Journal of the American Heart Association | 2017

Pulse Wave Velocity Predicts Response to Renal Denervation in Isolated Systolic Hypertension

Karl Fengler; Karl-Philipp Rommel; Robert Hoellriegel; Stephan Blazek; Christian Besler; Steffen Desch; Gerhard Schuler; Axel Linke; Philipp Lurz

Background Renal sympathetic denervation seems to be less effective as a treatment for hypertension in patients with isolated systolic hypertension, a condition associated with elevated central arterial stiffness. Because isolated systolic hypertension can also be caused by wave reflection or increased cardiac output, a more differentiated approach might improve patient preselection for renal sympathetic denervation. We sought to evaluate the additional predictive value of invasive pulse wave velocity for response to renal sympathetic denervation in patients with combined versus isolated systolic hypertension. Methods and Results Patients scheduled for renal sympathetic denervation underwent additional invasive measurement of pulse wave velocity and pulse pressure before denervation. Blood pressure was assessed via ambulatory measurement at baseline and after 3 months. In total 109 patients (40 patients with isolated systolic hypertension) were included in our analysis. After 3 months, blood pressure reduction was more pronounced among patients with combined hypertension compared with patients with isolated systolic hypertension (systolic 24‐hour average 9.3±10.5 versus 5.0±11.5 mm Hg, P=0.046). However, when stratifying patients with isolated systolic hypertension by invasive pulse wave velocity, patients in the lowest tertile of pulse wave velocity had comparable blood pressure reduction (12.1±12.6 mm Hg, P=0.006) despite lower baseline blood pressure than patients with combined hypertension (systolic 24‐hour average 154.8±12.5 mm Hg in combined hypertension versus 141.2±8.1, 148.4±10.9, and 150.5±12.7 mm Hg, respectively, by tertiles of pulse wave velocity, P=0.002). Conclusions Extended assessment of arterial stiffness can help improve patient preselection for renal sympathetic denervation and identify a subgroup of isolated systolic hypertension patients who benefit from sympathetic modulation.
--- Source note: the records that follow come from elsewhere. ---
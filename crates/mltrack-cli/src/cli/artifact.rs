use anyhow::Result;
use clap::{Args, Subcommand};
use mltrack::client::TrackerClient;
use mltrack::services::DEFAULT_ARTIFACT_LIMIT;
use std::path::PathBuf;

#[derive(Args)]
pub struct ArtifactArgs {
    #[command(subcommand)]
    command: ArtifactCommands,
}

#[derive(Subcommand)]
enum ArtifactCommands {
    /// Upload a file to an experiment
    Upload {
        /// Experiment ID
        experiment_id: String,

        /// Local file to upload
        path: PathBuf,
    },

    /// List artifacts of an experiment
    List {
        /// Experiment ID
        experiment_id: String,

        /// Number of artifacts to skip
        #[arg(long, default_value_t = 0)]
        skip: usize,

        /// Maximum number of artifacts
        #[arg(long, default_value_t = DEFAULT_ARTIFACT_LIMIT)]
        limit: usize,
    },

    /// Download an artifact's content
    Download {
        /// Artifact ID
        id: String,

        /// Destination path (defaults to the stored filename)
        #[arg(long, short)]
        output: Option<PathBuf>,
    },

    /// Remove an artifact and its file
    Remove {
        /// Artifact ID
        id: String,
    },
}

pub async fn execute(client: &TrackerClient, args: ArtifactArgs) -> Result<()> {
    match args.command {
        ArtifactCommands::Upload {
            experiment_id,
            path,
        } => {
            if !path.is_file() {
                return Err(anyhow::anyhow!("Not a file: {}", path.display()));
            }
            let artifact = client.upload_artifact(&experiment_id, &path).await?;
            println!("Uploaded artifact: {}", artifact.id);
            println!("{}", serde_json::to_string_pretty(&artifact)?);
        },

        ArtifactCommands::List {
            experiment_id,
            skip,
            limit,
        } => {
            let artifacts = client.list_artifacts(&experiment_id, skip, limit).await?;
            if artifacts.is_empty() {
                println!("No artifacts found.");
            } else {
                for artifact in artifacts {
                    println!(
                        "{}  {:>12}  {}  {}",
                        artifact.id,
                        artifact.size_bytes,
                        artifact.uploaded_at.format("%Y-%m-%d %H:%M:%S"),
                        artifact.filename
                    );
                }
            }
        },

        ArtifactCommands::Download { id, output } => {
            let dest = match output {
                Some(path) => path,
                None => PathBuf::from(client.get_artifact(&id).await?.filename),
            };
            let written = client.download_artifact(&id, &dest).await?;
            println!("Downloaded {} bytes to {}", written, dest.display());
        },

        ArtifactCommands::Remove { id } => {
            client.delete_artifact(&id).await?;
            println!("Removed artifact: {}", id);
        },
    }

    Ok(())
}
Journal of Hypertension | 2017

Ultrasound-based renal sympathetic denervation for the treatment of therapy-resistant hypertension: a single-center experience.

Karl Fengler; Robert Höllriegel; Thomas Okon; Thomas Stiermaier; Karl-Philipp Rommel; Stephan Blazek; Christian Besler; Max von Roeder; Martin Petzold; Gerhard Schuler; Philipp Lurz

Introduction: The effectiveness of renal sympathetic denervation (RDN) as a treatment for therapy-resistant hypertension has been doubted as the Simplicity-HTN-3 trial was unable to show any treatment benefit over sham procedure. This might partly be explained by a high procedural variability in treatment with radiofrequency-based catheters. Recently, newer systems for RDN, like ultrasound-based devices, have been introduced into practice. To date however, data on their effectiveness for the treatment of resistant hypertension are scarce. We sought to evaluate the safety and effectiveness of an ultrasound-based, balloon-irrigated RDN catheter in a larger single-center cohort. Methods: Patients with therapy-resistant hypertension [average blood pressure (BP) >135 mmHg SBP or >90 mmHg DBP in ambulatory BP measurement despite at least three antihypertensive drugs, including at least one diuretic] underwent ultrasound-based RDN. Treatment effect was assessed by comparing BP values at baseline and 3 months after the procedure. Patients underwent renal artery duplex sonography or MRI before and after RDN to exclude renal artery stenosis. Results: Fifty consecutive patients underwent ultrasound-based RDN, of which 25 had undergone an unsuccessful radiofrequency RDN before. Mean SBP change at 3 months was −9.7 ± 12.6/−10.6 ± 13.7/−8.2 ± 15.2 mmHg (ambulatory 24-h mean/daytime/night, P < 0.001 for all) and DBP changed by −5.1 ± 7.4/−5.8 ± 7.8/−3.9 ± 10.3 mmHg (P ⩽ 0.001/<0.001/0.01). No new renal artery stenosis could be detected after RDN. Conclusion: Ultrasound-based RDN seems to be well tolerated and effective for the treatment of patients with therapy-resistant hypertension.